4.2.5 SERVICE REQUIREMENTS

a. The satellite shall provide mainly broad band internet services as well as multimedia

services to a number of users. Bidder may also explore the possibility of providing

DTH/HDTV broadcast services over Indian region.

b. The user terminals to be supported by the payload shall have following typical

parameters.

• Terminal Size : 0.45 to 0.8 meters

• Terminal EIRP : < 50 dBW

• Polarization : Circular/Linear

• Data rate support

Uplink : Upto 4 Mbps

Downlink : Upto 10 Mbps

• ModCod support : Multiple modcod structures for ACM support

c. Bidder may propose the feasibility of providing higher data rates based on

technologies likely to be available in future.

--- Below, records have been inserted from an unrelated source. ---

use chrono::Utc;
use sqlx::SqlitePool;

use super::SqliteInitError;

/// Runs the versioned migrations for the current schema.
///
/// Version 1 creates the quiz catalogue and the results table with its indexes.
pub async fn run_migrations(pool: &SqlitePool) -> Result<(), SqliteInitError> {
    async fn is_applied(pool: &SqlitePool, version: i64) -> Result<bool, sqlx::Error> {
        let row = sqlx::query("SELECT 1 FROM schema_migrations WHERE version = ?1")
            .bind(version)
            .fetch_optional(pool)
            .await?;
        Ok(row.is_some())
    }

    sqlx::query(
        r"
            CREATE TABLE IF NOT EXISTS schema_migrations (
                version INTEGER PRIMARY KEY,
                applied_at TEXT NOT NULL
            );
            ",
    )
    .execute(pool)
    .await?;

    if !is_applied(pool, 1).await? {
        let mut tx = pool.begin().await?;

        sqlx::query(
            r"
                CREATE TABLE IF NOT EXISTS quizzes (
                    id TEXT PRIMARY KEY,
                    title TEXT NOT NULL,
                    requires_entitlement INTEGER NOT NULL CHECK (requires_entitlement IN (0, 1)),
                    body TEXT NOT NULL,
                    updated_at TEXT NOT NULL
                );
            ",
        )
        .execute(&mut *tx)
        .await?;

        sqlx::query(
            r"
                CREATE TABLE IF NOT EXISTS quiz_results (
                    id INTEGER PRIMARY KEY,
                    quiz_id TEXT NOT NULL,
                    session_id TEXT NOT NULL UNIQUE,
                    attempted INTEGER NOT NULL CHECK (attempted >= 0),
                    skipped INTEGER NOT NULL CHECK (skipped >= 0),
                    correct INTEGER NOT NULL CHECK (correct >= 0),
                    total INTEGER NOT NULL CHECK (total > 0),
                    percentage INTEGER NOT NULL CHECK (percentage BETWEEN 0 AND 100),
                    submit_trigger TEXT NOT NULL,
                    submitted_at TEXT NOT NULL
                );
            ",
        )
        .execute(&mut *tx)
        .await?;

        sqlx::query(
            r"
                CREATE INDEX IF NOT EXISTS idx_quiz_results_quiz_submitted
                    ON quiz_results (quiz_id, submitted_at);
            ",
        )
        .execute(&mut *tx)
        .await?;

        sqlx::query(
            r"
                INSERT INTO schema_migrations (version, applied_at)
                VALUES (?1, ?2)
                ON CONFLICT(version) DO NOTHING
            ",
        )
        .bind(1_i64)
        .bind(Utc::now())
        .execute(&mut *tx)
        .await?;

        tx.commit().await?;
    }

    Ok(())
}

d. Mobile user terminal in addition to fixed terminals is a desirable feature. Bidder shall

include this in their proposal.

4.2.6 SPECTRUM AVAILABILITY

4.2.6.1 HUB LINK SPECTRUM

Spectrum available for Hub link operation is 1 GHz (in both polarizations) in the

following band: The spectrum may not be in a continuous band (TBD).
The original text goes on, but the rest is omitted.